In times of the Covid-19 pandemic, the access to housing is becoming one of the most urgent social issues in almost anywhere in the world. Individuals, families and communities struggle daily for the fundamental right to housing. Social movements are mobilizing to strengthen the demands, raised by diverse groups – tenants on rent strike, street people, rural occupations and urban squats as well as indigenous and traditional communities… In the sphere of institutional policy, little has been done to alleviate the consequences of the pandemic on access to dignified and secure housing. While some local, regional or national governments passed emergency measures like a ban on evictions during the pandemic, in august 2020, these policies are expiring in a lot of contexts, while the pandemic and the economic crisis that comes with it, endures. Thus, rent strike, as well as other housing justice actions become a legitimate tactics for people all over. For a reflection on rent strikes throughout history and the strategic moment we are living now, read also this text from Editorial Segadores and Col·lectiu Bauma.
The Anti-Eviction Mapping Project (AEMP) is a data-visualization, data analysis, and storytelling collective with chapters primarily in San Francisco, Los Angeles, and New York. The Anti-Eviction Mapping Project aggregates data using free and open-source technologies to support social movements, community organizations, and research groups working toward housing justice. AEMP has contributed to Not-an-Atlas, with its Community Power Map, but also through Erin McElroy‘s precious participation in our events in Berlin an Hamburg, as well as in our Documentary on Counter-Cartographies.

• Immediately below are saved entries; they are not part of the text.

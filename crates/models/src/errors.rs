use thiserror::Error;

#[derive(Debug, Error)]
pub enum ModelError {
    #[error("validation error: {0}")]
    Validation(String),
    #[error("{0} not found")]
    NotFound(&'static str),
    #[error("database error: {0}")]
    Db(String),
}

/// Reject values longer than the column allows; lengths count characters,
/// as `VARCHAR(n)` does.
pub fn check_len(field: &str, value: &str, max: usize) -> Result<(), ModelError> {
    if value.chars().count() > max {
        return Err(ModelError::Validation(format!("{field} longer than {max} characters")));
    }
    Ok(())
}

impl From<sea_orm::DbErr> for ModelError {
    fn from(e: sea_orm::DbErr) -> Self { ModelError::Db(e.to_string()) }
}
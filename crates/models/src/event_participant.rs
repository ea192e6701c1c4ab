use sea_orm::{entity::prelude::*, ConnectionTrait, Set, SqlErr};
use uuid::Uuid;
use chrono::Utc;
use serde::{Deserialize, Serialize};

use crate::errors::ModelError;
use crate::{event, participant};

#[derive(Clone, Debug, PartialEq, DeriveEntityModel, Serialize, Deserialize)]
#[sea_orm(table_name = "event_participant")]
pub struct Model {
    #[sea_orm(primary_key, auto_increment = false)]
    pub id: Uuid,
    pub event_id: Uuid,
    pub participant_id: Uuid,
    pub created_at: DateTimeWithTimeZone,
}

#[derive(Copy, Clone, Debug, EnumIter)]
pub enum Relation {
    Event,
    Participant,
}

impl RelationTrait for Relation {
    fn def(&self) -> RelationDef {
        match self {
            Relation::Event => Entity::belongs_to(event::Entity)
                .from(Column::EventId)
                .to(event::Column::Id)
                .into(),
            Relation::Participant => Entity::belongs_to(participant::Entity)
                .from(Column::ParticipantId)
                .to(participant::Column::Id)
                .into(),
        }
    }
}

impl Related<event::Entity> for Entity {
    fn to() -> RelationDef { Relation::Event.def() }
}

impl Related<participant::Entity> for Entity {
    fn to() -> RelationDef { Relation::Participant.def() }
}

impl ActiveModelBehavior for ActiveModel {}

pub async fn is_registered<C: ConnectionTrait>(db: &C, event_id: Uuid, participant_id: Uuid) -> Result<bool, ModelError> {
    let n = Entity::find()
        .filter(Column::EventId.eq(event_id))
        .filter(Column::ParticipantId.eq(participant_id))
        .count(db)
        .await?;
    Ok(n > 0)
}

/// Insert the join row. Returns `false` if the pair already exists
/// (unique index hit); callers inside a transaction must roll back then.
pub async fn link<C: ConnectionTrait>(db: &C, event_id: Uuid, participant_id: Uuid) -> Result<bool, ModelError> {
    let am = ActiveModel {
        id: Set(Uuid::new_v4()),
        event_id: Set(event_id),
        participant_id: Set(participant_id),
        created_at: Set(Utc::now().into()),
    };
    match am.insert(db).await {
        Ok(_) => Ok(true),
        Err(e) if matches!(e.sql_err(), Some(SqlErr::UniqueConstraintViolation(_))) => Ok(false),
        Err(e) => Err(e.into()),
    }
}
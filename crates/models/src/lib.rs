//! SeaORM entities for events, participants and the accounts that own
//! events, with small entity-level helpers used by the service crate.

pub mod errors;
pub mod db;
pub mod user;
pub mod user_credentials;
pub mod event;
pub mod participant;
pub mod event_participant;

#[cfg(test)]
mod tests;
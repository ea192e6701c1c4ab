//! Create `event` table with FK to the owning `user`.
//!
//! `num_participants` mirrors the row count in `event_participant`. There is
//! no check against `max_participants` here since an edit may lower the cap
//! below the current count.
use sea_orm_migration::{prelude::*, schema::*};

#[derive(DeriveMigrationName)]
pub struct Migration;

#[async_trait::async_trait]
impl MigrationTrait for Migration {
    async fn up(&self, manager: &SchemaManager) -> Result<(), DbErr> {
        manager
            .create_table(
                Table::create()
                    .table(Event::Table)
                    .if_not_exists()
                    .col(uuid(Event::Id).primary_key())
                    .col(uuid(Event::UserId).not_null())
                    .col(string_len(Event::Title, 200).not_null())
                    .col(text(Event::Description).not_null())
                    .col(timestamp_with_time_zone(Event::Date).not_null())
                    .col(string_len(Event::Location, 200).not_null())
                    .col(integer(Event::MaxParticipants).not_null())
                    .col(integer(Event::NumParticipants).not_null().default(0))
                    .col(timestamp_with_time_zone(Event::CreatedAt).not_null())
                    .col(timestamp_with_time_zone(Event::UpdatedAt).not_null())
                    .check(Expr::col(Event::NumParticipants).gte(0))
                    .foreign_key(
                        ForeignKey::create()
                            .name("fk_event_user")
                            .from(Event::Table, Event::UserId)
                            .to(User::Table, User::Id)
                            .on_delete(ForeignKeyAction::Cascade)
                            .on_update(ForeignKeyAction::Cascade),
                    )
                    .to_owned(),
            )
            .await
    }

    async fn down(&self, manager: &SchemaManager) -> Result<(), DbErr> {
        manager.drop_table(Table::drop().table(Event::Table).to_owned()).await
    }
}

#[derive(DeriveIden)]
enum Event {
    Table,
    Id,
    UserId,
    Title,
    Description,
    Date,
    Location,
    MaxParticipants,
    NumParticipants,
    CreatedAt,
    UpdatedAt,
}

#[derive(DeriveIden)]
enum User { Table, Id }
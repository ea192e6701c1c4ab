use axum::{
    middleware,
    response::Redirect,
    routing::get,
    Json, Router,
};
use tower_http::{
    services::ServeDir,
    trace::{DefaultMakeSpan, DefaultOnFailure, DefaultOnRequest, DefaultOnResponse, TraceLayer},
};
use tracing::Level;

use common::types::Health;

use crate::errors::AppError;
use crate::session;
use crate::state::ServerState;

pub mod accounts;
pub mod events;

pub async fn health() -> Json<Health> {
    Json(Health { status: "ok" })
}

async fn not_found() -> AppError {
    AppError::not_found()
}

/// Build the full application router: account pages, event pages, static
/// assets and the health probe.
pub fn build_router(state: ServerState, static_dir: &str) -> Router {
    // Pages that need a logged-in user
    let members = Router::new()
        .route("/events/add/", get(events::add_form).post(events::add))
        .route("/events/my/", get(events::my_events))
        .route_layer(middleware::from_fn_with_state(state.clone(), session::require_login));

    let accounts = Router::new()
        .route("/events/register/", get(accounts::signup_form).post(accounts::signup))
        .route("/events/login/", get(accounts::login_form).post(accounts::login))
        .route("/events/logout/", get(accounts::logout).post(accounts::logout))
        .route("/events/dashboard/", get(accounts::dashboard));

    let public = Router::new()
        .route("/", get(|| async { Redirect::to("/events/") }))
        .route("/health", get(health))
        .route("/events/", get(events::upcoming))
        .route("/events/past/", get(events::past))
        .route("/events/:id/", get(events::detail))
        .route("/events/:id/register/", get(events::register_form).post(events::register))
        .route("/events/:id/edit/", get(events::edit_form).post(events::edit))
        .route("/events/:id/cancel/", get(events::cancel).post(events::cancel));

    public
        .merge(accounts)
        .merge(members)
        .nest_service("/static", ServeDir::new(static_dir))
        .fallback(not_found)
        .with_state(state)
        .layer(
            TraceLayer::new_for_http()
                .make_span_with(DefaultMakeSpan::new().level(Level::INFO).include_headers(false))
                .on_request(DefaultOnRequest::new().level(Level::INFO))
                .on_response(DefaultOnResponse::new().level(Level::INFO).include_headers(false))
                // 5xx
                .on_failure(DefaultOnFailure::new().level(Level::ERROR)),
        )
}
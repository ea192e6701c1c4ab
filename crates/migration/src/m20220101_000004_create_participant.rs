//! Create `participant` table.
//!
//! Registrants are deduplicated on `(name, email)`, see the index migration.
use sea_orm_migration::{prelude::*, schema::*};

#[derive(DeriveMigrationName)]
pub struct Migration;

#[async_trait::async_trait]
impl MigrationTrait for Migration {
    async fn up(&self, manager: &SchemaManager) -> Result<(), DbErr> {
        manager
            .create_table(
                Table::create()
                    .table(Participant::Table)
                    .if_not_exists()
                    .col(uuid(Participant::Id).primary_key())
                    .col(string_len(Participant::Name, 200).not_null())
                    .col(string_len(Participant::Email, 254).not_null())
                    .col(timestamp_with_time_zone(Participant::CreatedAt).not_null())
                    .to_owned(),
            )
            .await
    }

    async fn down(&self, manager: &SchemaManager) -> Result<(), DbErr> {
        manager.drop_table(Table::drop().table(Participant::Table).to_owned()).await
    }
}

#[derive(DeriveIden)]
enum Participant { Table, Id, Name, Email, CreatedAt }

As an emergency response the Anti-Eviction Mapping Project greated a collaborative map, to visualize housing legislation and housing justice action. Along with other groups of academics and housing activist, kollektiv orangotango, helped to make this map accessible in several languages, and to populate it with crowed source data from various contexts. The map gives visibility to the struggles for the right to housing in times of the pandemic and provides useful information to those threatened by the increased housing precarity that this crisis has led to. The objective is also to support movements to promote housing justice actions, like rent strike or the negotiation of rent decrease, squatting or occupying, mutual aid among affected tenants or campaigning for housing justice issues. Anyone can contribute to the map and visualize actions for the right to housing by simply answering this form!
If you do not yet participate in an organized movement, but have decided to suspend or negotiate a reduction of your rent, you are, indeed, part of a global struggle! Describe your case on the map to show other tenants that it is possible to fight for housing in times of pandemic.